Politics and public space

DSCF1014If you are stuck for holiday reading, perhaps a short debate on how best to theorise the relationship between public space and politics is what you are looking for? If you have access to the journal Policy and Politics, you will find a couple of responses in the current issue by myself and Quentin Stevens to a short provocation in the previous issue by John Parkinson entitled ‘Political public space: what it is, why it is special and why standard spatial nostrums mislead’. My contribution is really an elaboration of some aspects of Parkinson’s argument, an appreciation, just to show I am not only ‘critical’ when writing in critique-mode. To cut a long story short, Parkinson’s argument is that the ‘big-P’ political significance of certain sorts of public spaces is dangerously sidelined by arguments about the ‘little-P’, or shall we say, ‘cultural politics’ significance of public space understood as a field of broad, dispersed sociable encounters. I think he might be right. What is interesting about the ‘debate’ is that it does underscore the degree to which the precise relationship between political-politics uses of public space and cultural-politics uses of public space, to make a simple distinction, remains poorly theorised and difficult to investigate empirically in interesting ways (I think the significance of Parkinson’s argument, in his work on public space and democracy, lies precisely in focussing clear attention on the Big-P political relevance of uses of public space, something which is often taken for granted in more or less dismissive ways by arguments which are keen to claim ‘political’ relevance for any and all uses of public space).
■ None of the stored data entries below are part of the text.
// Copyright 2024 The vev developers
//
// Licensed under the Apache License, Version 2.0 (the "License");
// you may not use this file except in compliance with the License.
// You may obtain a copy of the License at
//
//     http://www.apache.org/licenses/LICENSE-2.0
//
// Unless required by applicable law or agreed to in writing, software
// distributed under the License is distributed on an "AS IS" BASIS,
// WITHOUT WARRANTIES OR CONDITIONS OF ANY KIND, either express or implied.
// See the License for the specific language governing permissions and
// limitations under the License.

//! Fixed-size pool of worker threads fed from one shared FIFO.
//!
//! Workers take request parsing, response construction, and send attempts
//! off the reactor thread. Jobs are nullary closures; there is no stealing
//! and no priority. Shutdown drops the sender side of the queue, and each
//! worker exits once `recv` reports the channel disconnected.

use std::thread::{self, JoinHandle};

use crossbeam_channel::{unbounded, Sender};
use tracing::{debug, warn};

type Job = Box<dyn FnOnce() + Send + 'static>;

/// Worker threads consuming a shared unbounded job queue.
#[derive(Debug)]
pub struct WorkerPool {
    jobs: Option<Sender<Job>>,
    workers: Vec<JoinHandle<()>>,
}

impl WorkerPool {
    /// Spawns `size` worker threads.
    pub fn new(size: usize) -> Self {
        let (tx, rx) = unbounded::<Job>();
        let mut workers = Vec::with_capacity(size);
        for i in 0..size {
            let rx = rx.clone();
            let handle = thread::Builder::new()
                .name(format!("worker-{i}"))
                .spawn(move || {
                    // recv errors once every sender is gone; that is shutdown.
                    while let Ok(job) = rx.recv() {
                        job();
                    }
                    debug!(worker = i, "worker exiting");
                })
                .expect("failed to spawn worker thread");
            workers.push(handle);
        }
        Self {
            jobs: Some(tx),
            workers,
        }
    }

    /// Queues a job and wakes one idle worker.
    pub fn submit<F>(&self, job: F)
    where
        F: FnOnce() + Send + 'static,
    {
        if let Some(tx) = &self.jobs {
            if tx.send(Box::new(job)).is_err() {
                warn!("job dropped: all workers have exited");
            }
        }
    }

    /// Closes the queue and joins every worker after it drains.
    pub fn shutdown(&mut self) {
        self.jobs.take();
        for handle in self.workers.drain(..) {
            let _ = handle.join();
        }
    }
}

impl Drop for WorkerPool {
    fn drop(&mut self) {
        self.shutdown();
    }
}

#[cfg(test)]
mod test {
    use super::WorkerPool;
    use std::sync::atomic::{AtomicUsize, Ordering};
    use std::sync::{mpsc, Arc};
    use std::thread::sleep;
    use std::time::{Duration, Instant};

    #[test]
    fn jobs_run_concurrently_on_distinct_workers() {
        let pool = WorkerPool::new(2);
        let (tx, rx) = mpsc::channel();
        for _ in 0..2 {
            let tx = tx.clone();
            pool.submit(move || {
                tx.send(Instant::now()).unwrap();
                sleep(Duration::from_millis(100));
            });
        }
        let first = rx.recv_timeout(Duration::from_secs(1)).unwrap();
        let second = rx.recv_timeout(Duration::from_secs(1)).unwrap();
        let gap = second.saturating_duration_since(first);
        // Both must start well before either finishes its 100ms sleep.
        assert!(gap < Duration::from_millis(90), "jobs serialized: {gap:?}");
    }

    #[test]
    fn shutdown_drains_queued_jobs() {
        let ran = Arc::new(AtomicUsize::new(0));
        let mut pool = WorkerPool::new(1);
        for _ in 0..8 {
            let ran = ran.clone();
            pool.submit(move || {
                ran.fetch_add(1, Ordering::SeqCst);
            });
        }
        pool.shutdown();
        assert_eq!(8, ran.load(Ordering::SeqCst));
    }
}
The same issue of the journal also has an interesting collection of essays exploring the theme of Reconfiguring the Local Public Realm, which comes out of a workshop held in Bristol a couple of years or so ago, which I did attend and present a paper at, but was unable to contribute a final paper towards. It includes a range of pieces from planners, political scientists, and others – I would recommend the paper by Jeremy Seekings in particular, on the question of ‘Is the South Brazilian?